L’amore fragile

L’amore fragile
Morgana ha morbidi ricci corvini, è sensuale, fianchi morbidi, labbra seducenti, è spagnola. Sophie è alta, esile, eterea; taciturna e silenziosa, fragile e creativa, vive con suo padre Diego. Diego è un bell’uomo, spalle larghe, lineamenti decisi, è un sognatore, un uomo passionale, che lavora come collaboratore di Salvador Allende. Siamo a Santiago del Cile, è il 1973 e la situazione politica - così come la vita di ognuno di loro - sta per cambiare irrimediabilmente. Morgana, più grande di Sophie di qualche anno, vive in un appartamento nello stesso palazzo di Sophie e Diego: le due ragazze non possono che creare un legame speciale nelle loro incolmabili differenze, e Morgana e Diego non possono che innamorarsi, vivendo ogni giorno quello strano rapporto a tre in cui il concetto di familiarità si veste di mille sfaccettature differenti.

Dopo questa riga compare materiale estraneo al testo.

//! Pipeline configuration: model locations and decision thresholds.

use serde::{Deserialize, Serialize};
use std::path::{Path, PathBuf};
use thiserror::Error;

#[derive(Error, Debug)]
pub enum ConfigError {
    #[error("failed to read config file {path}: {source}")]
    Read {
        path: String,
        source: std::io::Error,
    },
    #[error("invalid config file {path}: {source}")]
    Parse {
        path: String,
        source: toml::de::Error,
    },
    #[error("invalid config: {0}")]
    Invalid(String),
}

/// Settings for the detect → embed → compare pipeline.
#[derive(Debug, Clone, PartialEq, Serialize, Deserialize)]
#[serde(default)]
pub struct VerifierConfig {
    /// Directory containing the ONNX model files.
    pub model_dir: PathBuf,
    /// File name of the SSD face detector inside `model_dir`.
    pub detector_model: String,
    /// File name of the ArcFace embedder inside `model_dir`.
    pub embedder_model: String,
    /// Minimum detection confidence for a face candidate.
    pub detection_threshold: f32,
    /// Minimum match confidence (rescaled cosine) for a positive match.
    pub match_threshold: f32,
    /// Boxes narrower or shorter than this (pixels, after clamping) count as no face.
    pub min_face_size: f32,
    /// Face crops with a side below this (pixels) are rejected by the embedder.
    pub min_crop_size: u32,
    /// Fraction of the box size added on each side before cropping.
    pub crop_margin: f32,
    /// Expected embedding dimensionality.
    pub embedding_dim: usize,
    /// ONNX Runtime intra-op threads per session.
    pub intra_threads: usize,
}

impl Default for VerifierConfig {
    fn default() -> Self {
        Self {
            model_dir: crate::default_model_dir(),
            detector_model: "res10_300x300_ssd_iter_140000.onnx".to_string(),
            embedder_model: "w600k_r50.onnx".to_string(),
            detection_threshold: 0.5,
            match_threshold: 0.65,
            min_face_size: 2.0,
            min_crop_size: 16,
            crop_margin: 0.0,
            embedding_dim: 512,
            intra_threads: 2,
        }
    }
}

impl VerifierConfig {
    /// Load from a TOML file. Missing keys take their defaults.
    pub fn from_file(path: &Path) -> Result<Self, ConfigError> {
        let display = path.display().to_string();
        let text = std::fs::read_to_string(path).map_err(|source| ConfigError::Read {
            path: display.clone(),
            source,
        })?;
        let config: Self = toml::from_str(&text).map_err(|source| ConfigError::Parse {
            path: display,
            source,
        })?;
        config.validate()?;
        Ok(config)
    }

    pub fn validate(&self) -> Result<(), ConfigError> {
        if !(0.0..=1.0).contains(&self.detection_threshold) {
            return Err(ConfigError::Invalid(format!(
                "detection_threshold must be in [0, 1], got {}",
                self.detection_threshold
            )));
        }
        if !(0.0..=1.0).contains(&self.match_threshold) {
            return Err(ConfigError::Invalid(format!(
                "match_threshold must be in [0, 1], got {}",
                self.match_threshold
            )));
        }
        if !(self.min_face_size > 0.0) {
            return Err(ConfigError::Invalid("min_face_size must be > 0".into()));
        }
        if self.min_crop_size == 0 {
            return Err(ConfigError::Invalid("min_crop_size must be > 0".into()));
        }
        if !(0.0..=1.0).contains(&self.crop_margin) {
            return Err(ConfigError::Invalid(format!(
                "crop_margin must be in [0, 1], got {}",
                self.crop_margin
            )));
        }
        if self.embedding_dim == 0 {
            return Err(ConfigError::Invalid("embedding_dim must be > 0".into()));
        }
        if self.intra_threads == 0 {
            return Err(ConfigError::Invalid("intra_threads must be > 0".into()));
        }
        Ok(())
    }

    /// Path to the SSD detection model.
    pub fn detector_model_path(&self) -> String {
        self.model_dir
            .join(&self.detector_model)
            .to_string_lossy()
            .into_owned()
    }

    /// Path to the ArcFace embedding model.
    pub fn embedder_model_path(&self) -> String {
        self.model_dir
            .join(&self.embedder_model)
            .to_string_lossy()
            .into_owned()
    }
}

Difficile ammettere di essersi innamorati, difficile rivelarlo a Sophie, sul cui passato grava un segreto ancora capace di gettare un’ombra netta…
Un romanzo intenso, passionale e appassionato, intriso di una forza espressiva e un colore che solo la grande narrativa sudamericana illuminata riesce ad avere. Una storia d’amore drammatica, forte, fiera, sullo sfondo di una delle pagine più terribili della storia cilena, in cui i protagonisti si trovano immersi e intrappolati. Personaggi che trasudano dignità ed emozione, che si rivelano al lettore in una tridimensionalità che stupisce e coinvolge, a tal punto che man mano - con l’incalzare della storia di cui noi lettori conosciamo il tragico esito - ci fa temere per le loro sorti e sperare per il loro destino. Un libro sulla forza del perdono, sulla necessità dell’appartenenza, sull’oblio e la memoria, sull’attaccamento e la famiglia e sulla prepotenza che i legami di sangue, i legami dell’anima, antepongono alla propria sopravvivenza.